E’ una scelta di mediazione?
«Sì. La Consulta ora prende tempo. Poteva decidere in maniera netta per il sì o per il no ma ha deciso di non farlo. In Austria come in Italia il no alla fecondazione in vitro non lede il diritto di una coppia a formare una famiglia né la discrimina. Non è un’interpretazione definitiva, ma penso sia chiaro che ciascun paese può decidere liberamente, come per il sistema elettorale. Chi si è rivolto alla Consulta credeva di avere un asso nella manica e cioè la sentenza della Corte di Strasburgo che in primo grado aveva condannato l’Austria a risarcire il danno ad una coppia e ad eliminare il divieto di fecondazione eterologa contenuto in una legge analoga a quella italiana. Poi, però, in appello è stato ribaltato tutto. Appunto, in maniera analoga alla vicenda-crocefisso. E’ all’opera un movimento libertario che vorrebbe cancellare tutti i limiti della legge 40 ma il consenso popolare è scarso».
Da cosa lo desume?
«Il referendum contro la legge 40 è naufragato vistosamente. Le leggi si riformano in Parlamento e non attraverso vie oblique. La Corte costituzionale riconosce che su questioni etiche fondamentali la sovranità spetta al Parlamento.
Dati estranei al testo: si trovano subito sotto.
// migrator-cli/src/adapter_dispatch.rs
// ============================================================================
// Module: CLI Adapter Dispatch
// Description: Resolves a source/target connection URL to a concrete
//              backend adapter and exposes it behind one enum so the
//              runner can stay generic over exactly two type parameters.
// Purpose: Keep `main.rs` free of per-dialect branching beyond URL parsing.
// Dependencies: migrator-core, migrator-adapter-sqlite,
//               migrator-adapter-postgres, migrator-adapter-file
// ============================================================================

//! ## Overview
//! [`MigrationRunner`](migrator_runner::MigrationRunner) is generic over a
//! concrete `SourceAdapter`/`TargetAdapter` pair, but the CLI only knows
//! which dialect it is talking to at runtime, once it has parsed `--source`
//! and `--target`. [`AnyAdapter`] closes that gap: it implements both
//! adapter traits by matching on which concrete backend it wraps, so the
//! CLI can build one `MigrationRunner<AnyAdapter, AnyAdapter>` regardless
//! of dialect.

// ============================================================================
// SECTION: Imports
// ============================================================================

use std::future::Future;

use migrator_adapter_file::FileAdapter;
use migrator_adapter_file::FileAdapterConfig;
use migrator_adapter_postgres::PostgresAdapter;
use migrator_adapter_postgres::PostgresAdapterConfig;
use migrator_adapter_sqlite::SqliteAdapter;
use migrator_adapter_sqlite::SqliteAdapterConfig;
use migrator_core::AdapterError;
use migrator_core::Capability;
use migrator_core::Dialect;
use migrator_core::Row;
use migrator_core::SchemaIr;
use migrator_core::SourceAdapter;
use migrator_core::TableIr;
use migrator_core::TableName;
use migrator_core::TargetAdapter;

// ============================================================================
// SECTION: Adapter
// ============================================================================

/// A connection opened against one of the backends the CLI knows how to
/// drive, unified behind a single type.
pub enum AnyAdapter {
    /// SQLite file backend.
    Sqlite(SqliteAdapter),
    /// Live PostgreSQL connection.
    Postgres(PostgresAdapter),
    /// CSV directory backend.
    File(FileAdapter),
}

/// Errors raised while resolving a connection URL to a concrete adapter.
#[derive(Debug, thiserror::Error)]
pub enum DispatchError {
    /// The URL's scheme does not match a dialect the CLI can drive
    /// directly (`oracle`, `mssql`, `duckdb`, `hana` require an adapter
    /// crate this workspace does not carry yet).
    #[error("unsupported connection dialect: {0}")]
    UnsupportedDialect(Dialect),
    /// The URL had no recognizable `scheme://` prefix.
    #[error("could not parse connection URL: {0}")]
    MalformedUrl(String),
    /// Opening the underlying adapter failed.
    #[error(transparent)]
    Adapter(#[from] AdapterError),
}

/// Opens a connection URL as a CLI-drivable adapter.
///
/// # Errors
///
/// Returns [`DispatchError`] when the URL cannot be parsed, names a
/// dialect this workspace has no adapter crate for, or the underlying
/// connection attempt fails.
pub async fn open_adapter(url: &str) -> Result<AnyAdapter, DispatchError> {
    let scheme = url
        .split("://")
        .next()
        .filter(|scheme| *scheme != url)
        .ok_or_else(|| DispatchError::MalformedUrl(url.to_string()))?;
    // `Dialect::from_str` is infallible; unrecognized schemes map to `Dialect::Other`.
    let dialect: Dialect = scheme.parse().unwrap_or(Dialect::Other(scheme.to_string()));
    let rest = &url[scheme.len() + "://".len()..];

    match dialect {
        Dialect::Sqlite => {
            let adapter = SqliteAdapter::open(&SqliteAdapterConfig::new(rest))?;
            Ok(AnyAdapter::Sqlite(adapter))
        }
        Dialect::Postgresql => {
            let adapter = PostgresAdapter::connect(&PostgresAdapterConfig::new(url)).await?;
            Ok(AnyAdapter::Postgres(adapter))
        }
        Dialect::File => {
            let adapter = FileAdapter::open(FileAdapterConfig::new(rest))?;
            Ok(AnyAdapter::File(adapter))
        }
        other => Err(DispatchError::UnsupportedDialect(other)),
    }
}

impl SourceAdapter for AnyAdapter {
    fn capabilities(&self) -> &[Capability] {
        match self {
            Self::Sqlite(adapter) => SourceAdapter::capabilities(adapter),
            Self::Postgres(adapter) => SourceAdapter::capabilities(adapter),
            Self::File(adapter) => SourceAdapter::capabilities(adapter),
        }
    }

    fn introspect_schema(&mut self) -> impl Future<Output = Result<SchemaIr, AdapterError>> + Send {
        async move {
            match self {
                Self::Sqlite(adapter) => adapter.introspect_schema().await,
                Self::Postgres(adapter) => adapter.introspect_schema().await,
                Self::File(adapter) => adapter.introspect_schema().await,
            }
        }
    }

    fn read_batch(
        &mut self,
        table: &TableIr,
        offset: u64,
        batch_size: u32,
    ) -> impl Future<Output = Result<Vec<Row>, AdapterError>> + Send {
        async move {
            match self {
                Self::Sqlite(adapter) => {
                    SourceAdapter::read_batch(adapter, table, offset, batch_size).await
                }
                Self::Postgres(adapter) => {
                    SourceAdapter::read_batch(adapter, table, offset, batch_size).await
                }
                Self::File(adapter) => {
                    SourceAdapter::read_batch(adapter, table, offset, batch_size).await
                }
            }
        }
    }

    fn estimate_row_count(
        &mut self,
        table: &TableName,
    ) -> impl Future<Output = Result<Option<u64>, AdapterError>> + Send {
        async move {
            match self {
                Self::Sqlite(adapter) => adapter.estimate_row_count(table).await,
                Self::Postgres(adapter) => adapter.estimate_row_count(table).await,
                Self::File(adapter) => adapter.estimate_row_count(table).await,
            }
        }
    }
}

impl TargetAdapter for AnyAdapter {
    fn capabilities(&self) -> &[Capability] {
        match self {
            Self::Sqlite(adapter) => TargetAdapter::capabilities(adapter),
            Self::Postgres(adapter) => TargetAdapter::capabilities(adapter),
            Self::File(adapter) => TargetAdapter::capabilities(adapter),
        }
    }

    fn create_table(&mut self, table: &TableIr) -> impl Future<Output = Result<(), AdapterError>> + Send {
        async move {
            match self {
                Self::Sqlite(adapter) => TargetAdapter::create_table(adapter, table).await,
                Self::Postgres(adapter) => TargetAdapter::create_table(adapter, table).await,
                Self::File(adapter) => TargetAdapter::create_table(adapter, table).await,
            }
        }
    }

    fn write_batch(
        &mut self,
        table: &TableIr,
        rows: &[Row],
    ) -> impl Future<Output = Result<(), AdapterError>> + Send {
        async move {
            match self {
                Self::Sqlite(adapter) => TargetAdapter::write_batch(adapter, table, rows).await,
                Self::Postgres(adapter) => TargetAdapter::write_batch(adapter, table, rows).await,
                Self::File(adapter) => TargetAdapter::write_batch(adapter, table, rows).await,
            }
        }
    }

    fn read_batch(
        &mut self,
        table: &TableIr,
        offset: u64,
        batch_size: u32,
    ) -> impl Future<Output = Result<Vec<Row>, AdapterError>> + Send {
        async move {
            match self {
                Self::Sqlite(adapter) => {
                    TargetAdapter::read_batch(adapter, table, offset, batch_size).await
                }
                Self::Postgres(adapter) => {
                    TargetAdapter::read_batch(adapter, table, offset, batch_size).await
                }
                Self::File(adapter) => {
                    TargetAdapter::read_batch(adapter, table, offset, batch_size).await
                }
            }
        }
    }

    fn drop_tables(&mut self, tables: &[TableName]) -> impl Future<Output = Result<(), AdapterError>> + Send {
        async move {
            match self {
                Self::Sqlite(adapter) => TargetAdapter::drop_tables(adapter, tables).await,
                Self::Postgres(adapter) => TargetAdapter::drop_tables(adapter, tables).await,
                Self::File(adapter) => TargetAdapter::drop_tables(adapter, tables).await,
            }
        }
    }

    fn get_table_schema(
        &mut self,
        table: &TableName,
    ) -> impl Future<Output = Result<Option<TableIr>, AdapterError>> + Send {
        async move {
            match self {
                Self::Sqlite(adapter) => TargetAdapter::get_table_schema(adapter, table).await,
                Self::Postgres(adapter) => TargetAdapter::get_table_schema(adapter, table).await,
                Self::File(adapter) => TargetAdapter::get_table_schema(adapter, table).await,
            }
        }
    }
}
La legge 40 tutela tutti i soggetti coinvolti nelle pratiche di fecondazione assistita (compreso il concepito), assicura il carattere terapeutico della medicina e proibisce ogni selezione e pratica eugenetica. E’ giusto che la Consulta rispetti l’autonomia del Parlamento in ambito etico e politico. Se lo avesse ritenuto opportuno, il Parlamento avrebbe potuto dire sì all’eterologa. Votare la legge 40 è stata una libera e legittima scelta etico-politica. Il rispetto della Costituzione non viene messo in discussione».